München-Mitte: Meine Meinung ist, dass man Mut haben, sich dem Bestand stellen und etwas Neues wagen muss. Bei der Alten Akademie beispielsweise ist ein behutsamer Umgang mit der Substanz wichtig.

Nachwuchs: Das Architekturstudium ist sehr beliebt – dieser Trend ist ungebrochen.

Offen gestanden würde ich aus gestalterischen Gründen gerne auf den Vollwärmeschutz verzichten. Es gibt sehr ansprechende Alternativen bei der energetischen Optimierung von Gebäuden.

Pendeln: Ich lebe in Rosenheim und pendle nach München. Aber das macht mir nichts. Die Architektenkammer ist für ganz Bayern da, da habe ich noch ganz andere Strecken vor mir.

Qualität entsteht, wenn Bauherren und Architekten optimal zusammenarbeiten. Mit guter Kommunikation, Offenheit und Vertrauen.

Rückzugsort: Ich habe mein Zuhause nicht selbst entworfen. Ich lebe in einem Holzhaus, das während meiner Studienzeit entstand. Innen herrscht Klarheit.

Stadtplanung ist das, wo die Musik spielt. Beispiel Freiham: Die Stadtplaner sind dort die Planer der ersten Stunde, da werden Strukturen festgelegt.

Treuhänder: Wir sind die Treuhänder des Bauherrn, der sehr viel Geld investiert. Wir haben ihm gegenüber eine große Verantwortung.

Urban: München – das große Dorf. In Sachen Nachverdichtung ist es wichtig, dass typisch münchnerische Kleinode wie zum Beispiel der Markt am Wiener Platz nicht angegriffen werden.

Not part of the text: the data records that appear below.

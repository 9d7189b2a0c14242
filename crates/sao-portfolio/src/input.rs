//! Target-allocation input parsing (CSV upload and manual entry).
//!
//! Both shapes collapse to `Vec<RawTarget>` before reaching the request
//! builder. Parsing is pure; file reads belong to the caller.
//!
//! ## CSV column contract (case-insensitive, order-independent)
//!
//! | Column              | Type / example | Notes                           |
//! |---------------------|----------------|---------------------------------|
//! | `symbol`            | `VTI`          | required                        |
//! | `target_allocation` | `0.25`         | required, any non-negative scale |
//! | `max_units`         | `30`           | optional per-instrument cap     |
//!
//! Fields may be RFC 4180 quoted (`"VTI","0.6"`); surrounding whitespace is
//! trimmed.
//!
//! ## Manual form
//!
//! `VTI=0.6,BND=0.4:20` — comma-separated `SYMBOL=WEIGHT[:MAX_UNITS]`.

use std::collections::HashMap;
use std::fmt;

use crate::types::RawTarget;

// ---------------------------------------------------------------------------
// Error type
// ---------------------------------------------------------------------------

/// Errors produced while parsing target input.
#[derive(Debug, Clone, PartialEq)]
pub enum InputError {
    /// The header row is missing a required column.
    MissingHeader(String),
    /// A record field could not be parsed into the expected type.
    ParseField {
        row: usize,
        field: &'static str,
        raw: String,
    },
    /// A manual entry did not match `SYMBOL=WEIGHT[:MAX_UNITS]`.
    MalformedEntry(String),
    /// No data rows / entries at all.
    Empty,
    /// The CSV reader rejected the input (e.g. an unterminated quote).
    Csv(String),
}

impl fmt::Display for InputError {
    fn fmt(&self, f: &mut fmt::Formatter<'_>) -> fmt::Result {
        match self {
            InputError::MissingHeader(col) => {
                write!(f, "csv missing required header column: '{col}'")
            }
            InputError::ParseField { row, field, raw } => {
                write!(
                    f,
                    "csv row {row}: cannot parse field '{field}' from value '{raw}'"
                )
            }
            InputError::MalformedEntry(raw) => {
                write!(f, "expected SYMBOL=WEIGHT[:MAX_UNITS], got '{raw}'")
            }
            InputError::Empty => write!(f, "no target rows supplied"),
            InputError::Csv(msg) => write!(f, "csv read error: {msg}"),
        }
    }
}

impl std::error::Error for InputError {}

// ---------------------------------------------------------------------------
// Public API
// ---------------------------------------------------------------------------

/// Parse an uploaded target table.
///
/// Blank lines are skipped. A bad number is a hard error; rows are never
/// dropped. Row numbers are 1-based source lines.
pub fn parse_targets_csv(src: &str) -> Result<Vec<RawTarget>, InputError> {
    let src = src.strip_prefix('\u{feff}').unwrap_or(src);
    let mut rdr = csv::ReaderBuilder::new()
        .has_headers(false)
        .trim(csv::Trim::All)
        .flexible(true)
        .from_reader(src.as_bytes());

    let mut col_idx: Option<HashMap<String, usize>> = None;
    let mut out = Vec::new();

    for rec in rdr.records() {
        let rec = rec.map_err(|e| InputError::Csv(e.to_string()))?;
        if rec.iter().all(str::is_empty) {
            continue;
        }
        let idx = match &col_idx {
            Some(idx) => idx,
            None => {
                col_idx = Some(build_col_index(&rec)?);
                continue;
            }
        };
        let row_num = rec.position().map_or(0, |p| p.line() as usize);

        let get = |name: &'static str| -> Option<&str> {
            idx.get(name)
                .and_then(|&i| rec.get(i))
                .filter(|s| !s.is_empty())
        };

        let symbol = get("symbol")
            .ok_or_else(|| InputError::ParseField {
                row: row_num,
                field: "symbol",
                raw: String::new(),
            })?
            .to_string();

        let weight_raw = get("target_allocation").unwrap_or("");
        let weight: f64 = weight_raw.parse().map_err(|_| InputError::ParseField {
            row: row_num,
            field: "target_allocation",
            raw: weight_raw.to_string(),
        })?;

        let max_units = match get("max_units") {
            None => None,
            Some(raw) => Some(raw.parse::<u64>().map_err(|_| InputError::ParseField {
                row: row_num,
                field: "max_units",
                raw: raw.to_string(),
            })?),
        };

        out.push(RawTarget {
            symbol,
            weight,
            max_units,
        });
    }

    if out.is_empty() {
        return Err(InputError::Empty);
    }
    Ok(out)
}

/// Parse a single manual entry `SYMBOL=WEIGHT[:MAX_UNITS]`.
pub fn parse_manual_target(entry: &str) -> Result<RawTarget, InputError> {
    let malformed = || InputError::MalformedEntry(entry.trim().to_string());

    let (symbol, rest) = entry.split_once('=').ok_or_else(malformed)?;
    let (weight_s, cap_s) = match rest.split_once(':') {
        Some((w, c)) => (w, Some(c)),
        None => (rest, None),
    };

    let symbol = symbol.trim();
    if symbol.is_empty() {
        return Err(malformed());
    }
    let weight: f64 = weight_s.trim().parse().map_err(|_| malformed())?;
    let max_units = match cap_s {
        Some(c) => Some(c.trim().parse::<u64>().map_err(|_| malformed())?),
        None => None,
    };

    Ok(RawTarget {
        symbol: symbol.to_string(),
        weight,
        max_units,
    })
}

/// Parse a comma-separated list of manual entries.
pub fn parse_manual_targets(src: &str) -> Result<Vec<RawTarget>, InputError> {
    let out = src
        .split(',')
        .map(str::trim)
        .filter(|s| !s.is_empty())
        .map(parse_manual_target)
        .collect::<Result<Vec<_>, _>>()?;
    if out.is_empty() {
        return Err(InputError::Empty);
    }
    Ok(out)
}

// ---------------------------------------------------------------------------
// Helpers
// ---------------------------------------------------------------------------

/// Build a case-insensitive column-name → index map from a CSV header record.
fn build_col_index(header: &csv::StringRecord) -> Result<HashMap<String, usize>, InputError> {
    let required = ["symbol", "target_allocation"];

    let mut idx: HashMap<String, usize> = HashMap::new();
    for (i, col) in header.iter().enumerate() {
        idx.insert(col.to_ascii_lowercase(), i);
    }

    for req in required {
        if !idx.contains_key(req) {
            return Err(InputError::MissingHeader(req.to_string()));
        }
    }

    Ok(idx)
}

// ---------------------------------------------------------------------------
// Tests
// ---------------------------------------------------------------------------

Vorurteil: Architekten tragen schwarze Rollis. Die Wahrheit ist: Architekten mögen gerne schwarze Klamotten. Das sehen Sie an mir. Manchmal.

Wohnungsnot: Ein Dauerthema. Mit dem Sonderbauprogramm der Stadt „Wohnen für alle“ will man in kurzer Zeit sehr viel Wohnraum schaffen. Zum Beispiel, indem man Parkplatzflächen überbaut.

Xenophobie? Die Münchner waren doch schon immer offen für Zuwanderung! Das wird sich auch beim Wohnungsbauprogramm „Wohnen für alle“ zeigen.

Ytong: Mein Favorit für Skulpturen. Was Baumaterialien für Gebäude angeht, liegt Holz im Trend. Es ist ein nachwachsender Rohstoff und energieeffizient.

Ziel: Mit guter Kommunikation kann eins entstehen: dass alle Lust haben auf Architektur, und zwar auf gute Architektur.